(Saved data entries)
▬▬▬
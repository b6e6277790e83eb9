use super::*;
use chrono::TimeZone;
use shared::domain::MessageId;

const ME: UserId = UserId(1);
const PEER: UserId = UserId(2);

fn at(secs: i64) -> DateTime<Utc> {
    Utc.timestamp_opt(secs, 0).single().unwrap()
}

fn summary(id: i64, unread: u32, last_at: i64) -> ConversationSummary {
    ConversationSummary {
        conversation_id: ConversationId(id),
        other_user: PeerSummary {
            user_id: PEER,
            display_name: format!("peer-{id}"),
            avatar_url: None,
        },
        last_message_preview: "hello".to_string(),
        last_message_at: at(last_at),
        unread_count: unread,
    }
}

fn inbound(conversation: i64, sender: UserId, body: &str, sent: i64) -> MessagePayload {
    MessagePayload {
        conversation_id: ConversationId(conversation),
        message_id: Some(MessageId(sent)),
        temp_id: None,
        sender_id: sender,
        body: body.to_string(),
        sent_at: at(sent),
    }
}

fn registry_with(summaries: Vec<ConversationSummary>) -> ConversationRegistry {
    let mut registry = ConversationRegistry::new(ME);
    registry.resync(summaries);
    registry
}

#[test]
fn list_orders_by_recency_with_stable_ties() {
    let registry = registry_with(vec![
        summary(3, 0, 100),
        summary(1, 0, 300),
        summary(2, 0, 100),
    ]);
    let ids: Vec<i64> = registry
        .list()
        .into_iter()
        .map(|c| c.conversation_id.0)
        .collect();
    assert_eq!(ids, vec![1, 2, 3]);
}

#[test]
fn select_zeroes_unread_and_returns_previous_count() {
    let mut registry = registry_with(vec![summary(1, 4, 100)]);
    assert_eq!(registry.select(ConversationId(1)), Some(4));
    assert_eq!(registry.active(), Some(ConversationId(1)));
    assert_eq!(registry.get(ConversationId(1)).unwrap().unread_count, 0);
}

#[test]
fn select_unknown_conversation_is_rejected() {
    let mut registry = registry_with(vec![summary(1, 0, 100)]);
    assert_eq!(registry.select(ConversationId(99)), None);
    assert_eq!(registry.active(), None);
}

#[test]
fn restore_unread_undoes_the_optimistic_zeroing() {
    let mut registry = registry_with(vec![summary(1, 4, 100)]);
    let previous = registry.select(ConversationId(1)).unwrap();
    registry.restore_unread(ConversationId(1), previous);
    assert_eq!(registry.get(ConversationId(1)).unwrap().unread_count, 4);
}

#[test]
fn inbound_message_bumps_unread_and_preview() {
    let mut registry = registry_with(vec![summary(1, 0, 100)]);
    registry.apply_message(&inbound(1, PEER, "new text", 200));
    let row = registry.get(ConversationId(1)).unwrap();
    assert_eq!(row.unread_count, 1);
    assert_eq!(row.last_message_preview, "new text");
    assert_eq!(row.last_message_at, at(200));
}

#[test]
fn active_conversation_never_accumulates_unread() {
    let mut registry = registry_with(vec![summary(1, 0, 100)]);
    registry.select(ConversationId(1));
    registry.apply_message(&inbound(1, PEER, "while open", 200));
    assert_eq!(registry.get(ConversationId(1)).unwrap().unread_count, 0);
}

#[test]
fn own_echo_does_not_count_as_unread() {
    let mut registry = registry_with(vec![summary(1, 0, 100)]);
    registry.apply_message(&inbound(1, ME, "my own", 200));
    let row = registry.get(ConversationId(1)).unwrap();
    assert_eq!(row.unread_count, 0);
    assert_eq!(row.last_message_preview, "my own");
}

#[test]
fn unknown_conversation_gets_a_fabricated_entry() {
    let mut registry = registry_with(vec![]);
    let outcome = registry.apply_message(&inbound(9, PEER, "first contact", 100));
    assert!(outcome.fabricated);
    let row = registry.get(ConversationId(9)).unwrap();
    assert_eq!(row.other_user.user_id, PEER);
    assert_eq!(row.other_user.display_name, "");
    assert_eq!(row.unread_count, 1);

    // A second message in the same conversation is no longer a fabrication.
    let outcome = registry.apply_message(&inbound(9, PEER, "again", 200));
    assert!(!outcome.fabricated);
}

#[test]
fn metadata_repairs_a_fabricated_entry_without_touching_live_state() {
    let mut registry = registry_with(vec![]);
    registry.apply_message(&inbound(9, PEER, "first contact", 100));
    registry.apply_metadata(summary(9, 3, 50));
    let row = registry.get(ConversationId(9)).unwrap();
    assert_eq!(row.other_user.display_name, "peer-9");
    // Counts and preview reflect what we observed live, not the stale summary.
    assert_eq!(row.unread_count, 1);
    assert_eq!(row.last_message_preview, "first contact");
}

#[test]
fn long_bodies_are_truncated_in_the_preview() {
    let mut registry = registry_with(vec![summary(1, 0, 100)]);
    let body = "x".repeat(500);
    registry.apply_message(&inbound(1, PEER, &body, 200));
    let row = registry.get(ConversationId(1)).unwrap();
    assert_eq!(row.last_message_preview.chars().count(), 120);
}

#[test]
fn resync_replaces_the_list_wholesale() {
    let mut registry = registry_with(vec![summary(1, 2, 100), summary(2, 0, 100)]);
    registry.select(ConversationId(2));
    registry.resync(vec![summary(1, 5, 300), summary(3, 1, 200)]);

    let ids: Vec<i64> = registry
        .list()
        .into_iter()
        .map(|c| c.conversation_id.0)
        .collect();
    assert_eq!(ids, vec![1, 3]);
    assert_eq!(registry.get(ConversationId(1)).unwrap().unread_count, 5);
    // The active selection vanished with its conversation.
    assert_eq!(registry.active(), None);
}

#[test]
fn resync_preserves_peer_read_marks_for_surviving_ids() {
    let mut registry = registry_with(vec![summary(1, 0, 100)]);
    registry.apply_read_receipt(&ReadReceiptPayload {
        conversation_id: ConversationId(1),
        reader_id: PEER,
        read_at: at(150),
    });
    registry.resync(vec![summary(1, 0, 100)]);
    assert_eq!(
        registry.get(ConversationId(1)).unwrap().peer_last_read_at,
        Some(at(150))
    );
}

#[test]
fn resync_with_an_identical_list_changes_nothing() {
    let mut registry = registry_with(vec![summary(1, 4, 300), summary(2, 0, 100)]);
    let before = registry.list();

    registry.resync(vec![summary(1, 4, 300), summary(2, 0, 100)]);

    let after = registry.list();
    assert_eq!(after.len(), before.len());
    for (was, is) in before.iter().zip(&after) {
        assert_eq!(is.conversation_id, was.conversation_id);
        assert_eq!(is.unread_count, was.unread_count);
        assert_eq!(is.last_message_at, was.last_message_at);
    }
    // The nonzero count round-trips untouched.
    assert_eq!(registry.get(ConversationId(1)).unwrap().unread_count, 4);
}

#[test]
fn peer_read_receipt_advances_monotonically_and_leaves_unread_alone() {
    let mut registry = registry_with(vec![summary(1, 3, 100)]);
    let receipt = |read_at: i64| ReadReceiptPayload {
        conversation_id: ConversationId(1),
        reader_id: PEER,
        read_at: at(read_at),
    };
    assert!(registry.apply_read_receipt(&receipt(200)));
    assert!(!registry.apply_read_receipt(&receipt(150)));
    let row = registry.get(ConversationId(1)).unwrap();
    assert_eq!(row.peer_last_read_at, Some(at(200)));
    assert_eq!(row.unread_count, 3);
}

#[test]
fn own_read_receipt_is_ignored() {
    let mut registry = registry_with(vec![summary(1, 3, 100)]);
    assert!(!registry.apply_read_receipt(&ReadReceiptPayload {
        conversation_id: ConversationId(1),
        reader_id: ME,
        read_at: at(200),
    }));
    assert_eq!(
        registry.get(ConversationId(1)).unwrap().peer_last_read_at,
        None
    );
}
▬▬▬
> [EXERCISE REQUIREMENTS] The records above are to be reproduced exactly, with nothing left out.

> [FINISHED TASK]
repository b6e6277790e83eb9
use super::*;
use chrono::TimeZone;
use shared::domain::MessageId;

const ME: UserId = UserId(1);
const PEER: UserId = UserId(2);

fn at(secs: i64) -> DateTime<Utc> {
    Utc.timestamp_opt(secs, 0).single().unwrap()
}

fn summary(id: i64, unread: u32, last_at: i64) -> ConversationSummary {
    ConversationSummary {
        conversation_id: ConversationId(id),
        other_user: PeerSummary {
            user_id: PEER,
            display_name: format!("peer-{id}"),
            avatar_url: None,
        },
        last_message_preview: "hello".to_string(),
        last_message_at: at(last_at),
        unread_count: unread,
    }
}

fn inbound(conversation: i64, sender: UserId, body: &str, sent: i64) -> MessagePayload {
    MessagePayload {
        conversation_id: ConversationId(conversation),
        message_id: Some(MessageId(sent)),
        temp_id: None,
        sender_id: sender,
        body: body.to_string(),
        sent_at: at(sent),
    }
}

fn registry_with(summaries: Vec<ConversationSummary>) -> ConversationRegistry {
    let mut registry = ConversationRegistry::new(ME);
    registry.resync(summaries);
    registry
}

#[test]
fn list_orders_by_recency_with_stable_ties() {
    let registry = registry_with(vec![
        summary(3, 0, 100),
        summary(1, 0, 300),
        summary(2, 0, 100),
    ]);
    let ids: Vec<i64> = registry
        .list()
        .into_iter()
        .map(|c| c.conversation_id.0)
        .collect();
    assert_eq!(ids, vec![1, 2, 3]);
}

#[test]
fn select_zeroes_unread_and_returns_previous_count() {
    let mut registry = registry_with(vec![summary(1, 4, 100)]);
    assert_eq!(registry.select(ConversationId(1)), Some(4));
    assert_eq!(registry.active(), Some(ConversationId(1)));
    assert_eq!(registry.get(ConversationId(1)).unwrap().unread_count, 0);
}

#[test]
fn select_unknown_conversation_is_rejected() {
    let mut registry = registry_with(vec![summary(1, 0, 100)]);
    assert_eq!(registry.select(ConversationId(99)), None);
    assert_eq!(registry.active(), None);
}

#[test]
fn restore_unread_undoes_the_optimistic_zeroing() {
    let mut registry = registry_with(vec![summary(1, 4, 100)]);
    let previous = registry.select(ConversationId(1)).unwrap();
    registry.restore_unread(ConversationId(1), previous);
    assert_eq!(registry.get(ConversationId(1)).unwrap().unread_count, 4);
}

#[test]
fn inbound_message_bumps_unread_and_preview() {
    let mut registry = registry_with(vec![summary(1, 0, 100)]);
    registry.apply_message(&inbound(1, PEER, "new text", 200));
    let row = registry.get(ConversationId(1)).unwrap();
    assert_eq!(row.unread_count, 1);
    assert_eq!(row.last_message_preview, "new text");
    assert_eq!(row.last_message_at, at(200));
}

#[test]
fn active_conversation_never_accumulates_unread() {
    let mut registry = registry_with(vec![summary(1, 0, 100)]);
    registry.select(ConversationId(1));
    registry.apply_message(&inbound(1, PEER, "while open", 200));
    assert_eq!(registry.get(ConversationId(1)).unwrap().unread_count, 0);
}

#[test]
fn own_echo_does_not_count_as_unread() {
    let mut registry = registry_with(vec![summary(1, 0, 100)]);
    registry.apply_message(&inbound(1, ME, "my own", 200));
    let row = registry.get(ConversationId(1)).unwrap();
    assert_eq!(row.unread_count, 0);
    assert_eq!(row.last_message_preview, "my own");
}

#[test]
fn unknown_conversation_gets_a_fabricated_entry() {
    let mut registry = registry_with(vec![]);
    let outcome = registry.apply_message(&inbound(9, PEER, "first contact", 100));
    assert!(outcome.fabricated);
    let row = registry.get(ConversationId(9)).unwrap();
    assert_eq!(row.other_user.user_id, PEER);
    assert_eq!(row.other_user.display_name, "");
    assert_eq!(row.unread_count, 1);

    // A second message in the same conversation is no longer a fabrication.
    let outcome = registry.apply_message(&inbound(9, PEER, "again", 200));
    assert!(!outcome.fabricated);
}

#[test]
fn metadata_repairs_a_fabricated_entry_without_touching_live_state() {
    let mut registry = registry_with(vec![]);
    registry.apply_message(&inbound(9, PEER, "first contact", 100));
    registry.apply_metadata(summary(9, 3, 50));
    let row = registry.get(ConversationId(9)).unwrap();
    assert_eq!(row.other_user.display_name, "peer-9");
    // Counts and preview reflect what we observed live, not the stale summary.
    assert_eq!(row.unread_count, 1);
    assert_eq!(row.last_message_preview, "first contact");
}

#[test]
fn long_bodies_are_truncated_in_the_preview() {
    let mut registry = registry_with(vec![summary(1, 0, 100)]);
    let body = "x".repeat(500);
    registry.apply_message(&inbound(1, PEER, &body, 200));
    let row = registry.get(ConversationId(1)).unwrap();
    assert_eq!(row.last_message_preview.chars().count(), 120);
}

#[test]
fn resync_replaces_the_list_wholesale() {
    let mut registry = registry_with(vec![summary(1, 2, 100), summary(2, 0, 100)]);
    registry.select(ConversationId(2));
    registry.resync(vec![summary(1, 5, 300), summary(3, 1, 200)]);

    let ids: Vec<i64> = registry
        .list()
        .into_iter()
        .map(|c| c.conversation_id.0)
        .collect();
    assert_eq!(ids, vec![1, 3]);
    assert_eq!(registry.get(ConversationId(1)).unwrap().unread_count, 5);
    // The active selection vanished with its conversation.
    assert_eq!(registry.active(), None);
}

#[test]
fn resync_preserves_peer_read_marks_for_surviving_ids() {
    let mut registry = registry_with(vec![summary(1, 0, 100)]);
    registry.apply_read_receipt(&ReadReceiptPayload {
        conversation_id: ConversationId(1),
        reader_id: PEER,
        read_at: at(150),
    });
    registry.resync(vec![summary(1, 0, 100)]);
    assert_eq!(
        registry.get(ConversationId(1)).unwrap().peer_last_read_at,
        Some(at(150))
    );
}

#[test]
fn resync_with_an_identical_list_changes_nothing() {
    let mut registry = registry_with(vec![summary(1, 4, 300), summary(2, 0, 100)]);
    let before = registry.list();

    registry.resync(vec![summary(1, 4, 300), summary(2, 0, 100)]);

    let after = registry.list();
    assert_eq!(after.len(), before.len());
    for (was, is) in before.iter().zip(&after) {
        assert_eq!(is.conversation_id, was.conversation_id);
        assert_eq!(is.unread_count, was.unread_count);
        assert_eq!(is.last_message_at, was.last_message_at);
    }
    // The nonzero count round-trips untouched.
    assert_eq!(registry.get(ConversationId(1)).unwrap().unread_count, 4);
}

#[test]
fn peer_read_receipt_advances_monotonically_and_leaves_unread_alone() {
    let mut registry = registry_with(vec![summary(1, 3, 100)]);
    let receipt = |read_at: i64| ReadReceiptPayload {
        conversation_id: ConversationId(1),
        reader_id: PEER,
        read_at: at(read_at),
    };
    assert!(registry.apply_read_receipt(&receipt(200)));
    assert!(!registry.apply_read_receipt(&receipt(150)));
    let row = registry.get(ConversationId(1)).unwrap();
    assert_eq!(row.peer_last_read_at, Some(at(200)));
    assert_eq!(row.unread_count, 3);
}

#[test]
fn own_read_receipt_is_ignored() {
    let mut registry = registry_with(vec![summary(1, 3, 100)]);
    assert!(!registry.apply_read_receipt(&ReadReceiptPayload {
        conversation_id: ConversationId(1),
        reader_id: ME,
        read_at: at(200),
    }));
    assert_eq!(
        registry.get(ConversationId(1)).unwrap().peer_last_read_at,
        None
    );
}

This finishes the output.